The ideal therapeutic working alliance for the “tool-belt fixing mentality” and “guaranteed results” psychotherapies would be between a dead psychotherapist who follows and applies standardized treatment plans provided by protocols and guidelines, and a dead patient who remains a passive and docile recipient of the psychotherapist’s knowledge and expertise. Is there a cure through death?
Contemporary psychology and psychotherapies are aligned with a neoliberal and capitalistic view of self as hyper rational, objective, measurable, concrete, exteriorized, individualistic, mechanical, predictable, and controllable. It is important for the psychological sciences to maintain a subversive, disruptive, and critical stance towards dominant and hegemonic discourses in society with its demands for keeping the status quo and adaptation. Contemporary psychotherapies present as natural and scientific, however they clearly have values such as clarity, activity, speed, concreteness, solutions, practicality, realism, efficiency, systematization, functioning, adaptation, and parsimony. Under this view, the psychotherapy process appears to be a mathematical, instrumental, efficient, predictable, painless, cost-effective, and uncomplicated removal of symptoms and installment of happiness and productivity. Perhaps psychology and psychotherapies could retain something more from philosophy and other disciplines from the humanities, in helping us to understand that life is indeed tragic. For example, Cushman & Gilford argue that psychotherapies should adopt a hermeneutic perspective and understand humans as moral and historical beings, rather than computational machines that can be optimized, controlled, and upgraded through therapeutic technical procedures. This hermeneutic perspective would foster a genuine conversation between clinicians and patients, inviting a moral discourse that would encourage an encounter with mortality and an examination of the moral trajectory of one’s life. Hopefully such approach would bring a re enchantment to psychology and psychotherapies, allowing us to include mystery, meaning, uncertainty, the unconscious, complexity, and depth back into our psyches.

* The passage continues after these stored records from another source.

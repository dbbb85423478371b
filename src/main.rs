//! Wallet Ledger CLI
//!
//! Replays an operation file against an in-memory ledger and prints the
//! resulting balances (or one account's history) as CSV.
//!
//! # Usage
//!
//! ```bash
//! cargo run -- operations.csv > balances.csv
//! cargo run -- --strategy async --batch-size 500 --max-concurrent 8 operations.csv
//! cargo run -- --history alice operations.csv
//! ```
//!
//! # Environment Variables
//!
//! - `RUST_LOG`: Set to `debug`, `info` or `warn` to control logging verbosity
//!
//! # Exit Codes
//!
//! - 0: Success
//! - 1: Error (missing input file, unknown history account, etc.)

use std::process;
use wallet_ledger::cli;
use wallet_ledger::strategy;

fn main() {
    env_logger::init();

    let args = cli::parse_args();

    let strategy = {
        let config = if matches!(args.strategy, cli::StrategyType::Async) {
            Some(args.to_batch_config())
        } else {
            None
        };
        strategy::create_strategy(args.strategy.clone(), config)
    };

    let mut output = std::io::stdout();
    if let Err(e) = strategy.process(&args.input_file, &args.report(), &mut output) {
        eprintln!("Error: {}", e);
        process::exit(1);
    }
}
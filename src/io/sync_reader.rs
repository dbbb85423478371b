//! Synchronous CSV reader with iterator interface
//!
//! Provides a streaming iterator over operation records from a CSV file.
//! Delegates CSV format concerns to the csv_format module.
//!
//! # Iterator Interface
//!
//! SyncReader implements the Iterator trait, yielding Result<OperationRecord, String>
//! for each CSV row:
//!
//! ```no_run
//! use wallet_ledger::io::sync_reader::SyncReader;
//! use std::path::Path;
//!
//! let reader = SyncReader::new(Path::new("operations.csv")).unwrap();
//! for result in reader {
//!     match result {
//!         Ok(record) => println!("Applying operation: {:?}", record),
//!         Err(e) => eprintln!("Error: {}", e),
//!     }
//! }
//! ```
//!
//! # Error Handling
//!
//! - Fatal errors (file not found, I/O errors) are returned from `new()`
//! - Individual record parsing errors are yielded as Err variants in the iterator
//! - Line numbers are included in error messages for debugging

use crate::io::csv_format::{convert_csv_record, CsvRecord};
use crate::types::OperationRecord;
use csv::{ReaderBuilder, Trim};
use std::fs::File;
use std::path::Path;

/// Synchronous CSV reader
///
/// Provides an iterator interface over operation records.
/// Maintains streaming behavior with constant memory usage.
#[derive(Debug)]
pub struct SyncReader {
    reader: csv::Reader<File>,
    line_num: usize,
}

impl SyncReader {
    /// Create a new SyncReader from a file path
    ///
    /// The CSV reader is configured to:
    /// - Trim whitespace from all fields
    /// - Allow flexible field counts (trailing optional columns may be omitted)
    /// - Use an 8KB buffer for efficient I/O
    ///
    /// # Returns
    ///
    /// * `Ok(SyncReader)` if file opened successfully
    /// * `Err(String)` if file could not be opened
    pub fn new(path: &Path) -> Result<Self, String> {
        let file = File::open(path)
            .map_err(|e| format!("Failed to open file '{}': {}", path.display(), e))?;

        let reader = ReaderBuilder::new()
            .trim(Trim::All)
            .flexible(true)
            .buffer_capacity(8 * 1024)
            .from_reader(file);

        Ok(Self {
            reader,
            line_num: 0,
        })
    }
}

impl Iterator for SyncReader {
    type Item = Result<OperationRecord, String>;

    /// Get the next operation record from the CSV file
    ///
    /// # Returns
    ///
    /// * `Some(Ok(OperationRecord))` - Successfully parsed record
    /// * `Some(Err(String))` - Parse or conversion error with line number
    /// * `None` - End of file reached
    fn next(&mut self) -> Option<Self::Item> {
        let mut deserializer = self.reader.deserialize::<CsvRecord>();

        let result = deserializer.next()?;
        self.line_num += 1;
        // +1 for the header row
        let line = self.line_num + 1;

        Some(match result {
            Ok(csv_record) => {
                convert_csv_record(csv_record).map_err(|e| format!("Line {}: {}", line, e))
            }
            Err(e) => Err(format!("Line {}: CSV parse error: {}", line, e)),
        })
    }
}

#[cfg(test)]
mod tests {
    use super::*;
    use crate::types::OperationType;
    use rust_decimal::Decimal;
    use std::io::Write;
    use tempfile::NamedTempFile;

    const HEADER: &str = "type,account,counterparty,amount,name,contact,description\n";

    /// Helper function to create a temporary CSV file for testing
    fn create_temp_csv(content: &str) -> NamedTempFile {
        let mut file = NamedTempFile::new().expect("Failed to create temp file");
        file.write_all(content.as_bytes())
            .expect("Failed to write to temp file");
        file.flush().expect("Failed to flush temp file");
        file
    }

    #[test]
    fn test_sync_reader_new_fails_on_missing_file() {
        let result = SyncReader::new(Path::new("nonexistent.csv"));
        assert!(result.is_err());
        assert!(result.unwrap_err().contains("Failed to open file"));
    }

    #[test]
    fn test_sync_reader_iterates_records_in_order() {
        let csv_content = format!(
            "{}open,alice,,,Alice Johnson,alice@example.com,\n\
             deposit,alice,,100.50,,,salary\n\
             transfer,alice,bob,30.25,,,lunch\n",
            HEADER
        );
        let file = create_temp_csv(&csv_content);

        let reader = SyncReader::new(file.path()).unwrap();
        let records: Vec<OperationRecord> = reader.map(Result::unwrap).collect();

        assert_eq!(records.len(), 3);
        assert_eq!(records[0].op_type, OperationType::Open);
        assert_eq!(records[0].name, "Alice Johnson");
        assert_eq!(records[1].op_type, OperationType::Deposit);
        assert_eq!(records[1].amount, Some(Decimal::new(10050, 2)));
        assert_eq!(records[2].counterparty.as_deref(), Some("bob"));
        assert_eq!(records[2].description, "lunch");
    }

    #[test]
    fn test_sync_reader_accepts_short_rows() {
        let csv_content = format!("{}deposit,alice,,5\n", HEADER);
        let file = create_temp_csv(&csv_content);

        let records: Vec<_> = SyncReader::new(file.path()).unwrap().collect();

        assert_eq!(records.len(), 1);
        assert_eq!(records[0].as_ref().unwrap().amount, Some(Decimal::new(5, 0)));
    }

    #[test]
    fn test_sync_reader_includes_line_numbers_in_errors() {
        let csv_content = format!(
            "{}deposit,alice,,1,,,\ndeposit,alice,,oops,,,\n",
            HEADER
        );
        let file = create_temp_csv(&csv_content);

        let records: Vec<_> = SyncReader::new(file.path()).unwrap().collect();

        assert_eq!(records.len(), 2);
        assert!(records[0].is_ok());
        let error = records[1].as_ref().unwrap_err();
        assert!(error.contains("Line 3"), "unexpected error: {}", error);
        assert!(error.contains("Invalid amount"));
    }

    #[test]
    fn test_sync_reader_handles_whitespace() {
        let csv_content = format!("{}  deposit , alice ,, 7.5 ,,, tip \n", HEADER);
        let file = create_temp_csv(&csv_content);

        let record = SyncReader::new(file.path())
            .unwrap()
            .next()
            .unwrap()
            .unwrap();

        assert_eq!(record.account, "alice");
        assert_eq!(record.amount, Some(Decimal::new(75, 1)));
        assert_eq!(record.description, "tip");
    }
}
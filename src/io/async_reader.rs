//! Asynchronous CSV reader with batch interface
//!
//! Provides a streaming interface over operation records from a CSV file.
//! Supports batch reading for the concurrent replay strategy.
//!
//! # Architecture
//!
//! ```text
//! CSV Reader → AsyncReader → Batches of OperationRecords
//!                  ↓
//!           csv_format module
//!           (CsvRecord, convert_csv_record)
//! ```

use crate::io::csv_format::{convert_csv_record, CsvRecord};
use crate::types::OperationRecord;
use csv_async::AsyncReaderBuilder;
use futures::io::AsyncRead;
use futures::stream::StreamExt;
use log::warn;

/// Asynchronous CSV reader
///
/// Provides batch reading interface over operation records.
/// Maintains streaming behavior with constant memory usage.
pub struct AsyncReader<R: AsyncRead + Unpin> {
    csv_reader: csv_async::AsyncDeserializer<R>,
}

impl<R: AsyncRead + Unpin + Send + 'static> AsyncReader<R> {
    /// Create a new AsyncReader from an async reader
    pub fn new(reader: R) -> Self {
        let csv_reader = AsyncReaderBuilder::new()
            .flexible(true)
            .trim(csv_async::Trim::All)
            .create_deserializer(reader);

        Self { csv_reader }
    }

    /// Read a batch of operation records
    ///
    /// Reads up to `batch_size` rows from the CSV file. Rows that fail to
    /// parse or convert are logged and skipped without counting towards the
    /// batch.
    ///
    /// # Returns
    ///
    /// A vector of successfully converted records in file order.
    /// Returns an empty vector when the end of the file is reached.
    pub async fn read_batch(&mut self, batch_size: usize) -> Vec<OperationRecord> {
        let mut batch = Vec::with_capacity(batch_size);
        let mut records = self.csv_reader.deserialize::<CsvRecord>();

        while batch.len() < batch_size {
            match records.next().await {
                Some(Ok(csv_record)) => match convert_csv_record(csv_record) {
                    Ok(record) => batch.push(record),
                    Err(e) => warn!("Record conversion error: {}", e),
                },
                Some(Err(e)) => warn!("CSV parse error: {}", e),
                None => break,
            }
        }

        batch
    }
}
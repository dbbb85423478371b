//! Account-related types for the wallet ledger
//!
//! This module defines the Account structure (identity and display metadata)
//! and the amount formatting shared by every output path.

use rust_decimal::Decimal;

/// Account identifier
///
/// Free-form string, unique within a ledger and immutable once registered.
pub type AccountId = String;

/// Registered account metadata
///
/// Holds the identity and display metadata of an account. The balance is
/// deliberately not part of this struct: it lives in the registry next to
/// the account and is only mutated under that account's lock.
#[derive(Debug, Clone, PartialEq, Eq)]
pub struct Account {
    /// Unique account identifier
    pub id: AccountId,

    /// Display name of the account holder
    pub name: String,

    /// Contact detail (e-mail, phone, ...)
    pub contact: String,
}

impl Account {
    /// Create a new account record
    ///
    /// # Arguments
    ///
    /// * `id` - The account identifier
    /// * `name` - Display name of the account holder
    /// * `contact` - Contact detail of the account holder
    pub fn new(id: impl Into<AccountId>, name: impl Into<String>, contact: impl Into<String>) -> Self {
        Account {
            id: id.into(),
            name: name.into(),
            contact: contact.into(),
        }
    }
}

/// Format an amount for display
///
/// Whole amounts keep a single fractional digit (`1000.0`), anything else is
/// printed in normalized form with trailing zeros removed (`70.25`, `0.3`).
pub fn format_amount(amount: Decimal) -> String {
    if amount.fract().is_zero() {
        format!("{:.1}", amount.trunc())
    } else {
        amount.normalize().to_string()
    }
}

#[cfg(test)]
mod tests {
    use super::*;
    use rstest::rstest;

    #[test]
    fn test_new_account_keeps_metadata() {
        let account = Account::new("alice", "Alice Johnson", "alice@example.com");

        assert_eq!(account.id, "alice");
        assert_eq!(account.name, "Alice Johnson");
        assert_eq!(account.contact, "alice@example.com");
    }

    #[rstest]
    #[case::zero(Decimal::ZERO, "0.0")]
    #[case::whole(Decimal::new(1000, 0), "1000.0")]
    #[case::whole_with_scale(Decimal::new(10000, 2), "100.0")]
    #[case::trailing_zero(Decimal::new(10050, 2), "100.5")]
    #[case::two_places(Decimal::new(7025, 2), "70.25")]
    #[case::small(Decimal::new(3, 1), "0.3")]
    #[case::sub_cent(Decimal::new(10, 3), "0.01")]
    fn test_format_amount(#[case] amount: Decimal, #[case] expected: &str) {
        assert_eq!(format_amount(amount), expected);
    }
}
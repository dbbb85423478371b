//! Core ledger module
//!
//! This module contains the ledger components:
//! - `registry` - Registered accounts and their balance cells
//! - `lock_manager` - Lazily created per-account locks
//! - `ledger` - Deposit, withdrawal and transfer coordination
//! - `transaction_log` - Append-only record of completed operations

pub mod ledger;
pub mod lock_manager;
pub mod registry;
pub mod transaction_log;

pub use ledger::Ledger;
pub use lock_manager::{AccountLock, LockManager};
pub use registry::{AccountRegistry, AccountSlot};
pub use transaction_log::TransactionLog;
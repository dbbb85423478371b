//! Batch processing with account-based partitioning
//!
//! This module provides the `BatchProcessor` struct, which applies a batch of
//! operation records to a shared ledger using several threads at once.
//!
//! # Design
//!
//! Within a batch:
//! 1. `open` records are applied first, sequentially and in file order, so that
//!    every account the batch registers exists before anything touches it.
//! 2. The remaining records are partitioned by their primary account. Each
//!    partition is applied in file order on a blocking worker thread, and
//!    at most `max_concurrent` partitions run at the same time.
//!
//! Cross-account consistency is the ledger's job: a transfer from one
//! partition and a deposit from another serialize at the shared account's
//! lock. Only the relative order of records in different partitions is left
//! unspecified.
//!
//! # Architecture
//!
//! ```text
//! BatchProcessor
//!     ├── Arc<Ledger>     (shared, internally synchronized)
//!     └── Arc<Semaphore>  (one permit per running partition)
//! ```

use std::collections::HashMap;
use std::sync::Arc;
use tokio::sync::Semaphore;

use crate::core::Ledger;
use crate::strategy::apply_operation;
use crate::types::{AccountId, LedgerError, OperationRecord, OperationType};
use log::{error, warn};

/// Result of applying a single operation record
#[derive(Debug, Clone)]
pub struct ProcessingResult {
    /// The record that was applied
    pub record: OperationRecord,

    /// The result of applying it
    pub result: Result<(), LedgerError>,
}

/// Batch processor with account-based partitioning
#[derive(Debug, Clone)]
pub struct BatchProcessor {
    ledger: Arc<Ledger>,
    permits: Arc<Semaphore>,
}

impl BatchProcessor {
    /// Create a new BatchProcessor over a shared ledger
    ///
    /// At most `max_concurrent` partitions are applied at once; zero is
    /// treated as one.
    pub fn new(ledger: Arc<Ledger>, max_concurrent: usize) -> Self {
        Self {
            ledger,
            permits: Arc::new(Semaphore::new(max_concurrent.max(1))),
        }
    }

    /// Split a batch into account openings and per-account partitions
    ///
    /// # Guarantees
    ///
    /// - Each record appears exactly once in the output
    /// - Openings keep their original order
    /// - Records of each partition keep their original order
    pub fn partition_by_account(
        &self,
        batch: Vec<OperationRecord>,
    ) -> (Vec<OperationRecord>, HashMap<AccountId, Vec<OperationRecord>>) {
        let mut openings = Vec::new();
        let mut partitions: HashMap<AccountId, Vec<OperationRecord>> = HashMap::new();

        for record in batch {
            if record.op_type == OperationType::Open {
                openings.push(record);
            } else {
                partitions
                    .entry(record.account.clone())
                    .or_default()
                    .push(record);
            }
        }

        (openings, partitions)
    }

    /// Apply records one after another on the current thread
    pub fn apply_sequential(&self, records: Vec<OperationRecord>) -> Vec<ProcessingResult> {
        records
            .into_iter()
            .map(|record| {
                let result = apply_operation(&self.ledger, &record);
                if let Err(e) = &result {
                    warn!("Operation rejected: {}", e);
                }
                ProcessingResult { record, result }
            })
            .collect()
    }

    /// Apply a batch of records
    ///
    /// Openings run first, then one blocking task per account partition.
    /// Blocking tasks are used because ledger operations may wait on account
    /// locks.
    ///
    /// # Returns
    ///
    /// One `ProcessingResult` per record. Openings come first; the order of
    /// the remaining results follows task completion, not file order.
    pub async fn process_batch(&self, batch: Vec<OperationRecord>) -> Vec<ProcessingResult> {
        let (openings, partitions) = self.partition_by_account(batch);

        let mut results = self.apply_sequential(openings);

        let processor = self.clone();
        let partition_results = self
            .run_partitions(partitions.into_values().collect(), move |records| {
                processor.apply_sequential(records)
            })
            .await;
        results.extend(partition_results);

        results
    }

    /// Run `apply` on every partition, each on a blocking thread
    ///
    /// A permit is taken before a partition is spawned and released when it
    /// finishes, which bounds the number of partitions in flight.
    async fn run_partitions<F>(
        &self,
        partitions: Vec<Vec<OperationRecord>>,
        apply: F,
    ) -> Vec<ProcessingResult>
    where
        F: Fn(Vec<OperationRecord>) -> Vec<ProcessingResult> + Send + Sync + 'static,
    {
        let apply = Arc::new(apply);
        let mut tasks = Vec::with_capacity(partitions.len());

        for records in partitions {
            let permit = match Arc::clone(&self.permits).acquire_owned().await {
                Ok(permit) => permit,
                Err(e) => {
                    error!("Partition scheduling stopped: {}", e);
                    break;
                }
            };
            let apply = Arc::clone(&apply);
            tasks.push(tokio::task::spawn_blocking(move || {
                let _permit = permit;
                apply(records)
            }));
        }

        let mut results = Vec::new();
        for task in tasks {
            match task.await {
                Ok(partition_results) => results.extend(partition_results),
                Err(e) => error!("Replay task failed: {:?}", e),
            }
        }

        results
    }
}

Note: Psychology and psychotherapy is a diverse field of theories and practices. This critique is applicable to theories and practices of psychotherapy which are more closely aligned with capitalism and neoliberalism.
References:
Cushman, P., & Gilford, P. (2000). Will Managed Care Change Our Way of Being?. The American psychologist, 55(9), 985–996.
Green, H. (1964). I Never Promised You a Rose Garden. Signet: New York.
Lacan, J (1998). The Seminar Book II. The Ego in Freud’s Theory and in the Technique of
Psychoanalysis. New York: Norton; Cambridge: Cambridge University Press.
Roberts, R. (2015). Psychology and Capitalism: The Manipulation of the Mind. Zero Books, Uk.
Watson, J. B. (1913). Psychology As The Behaviorist Views It. Psychological Review, 20(2), 158–177.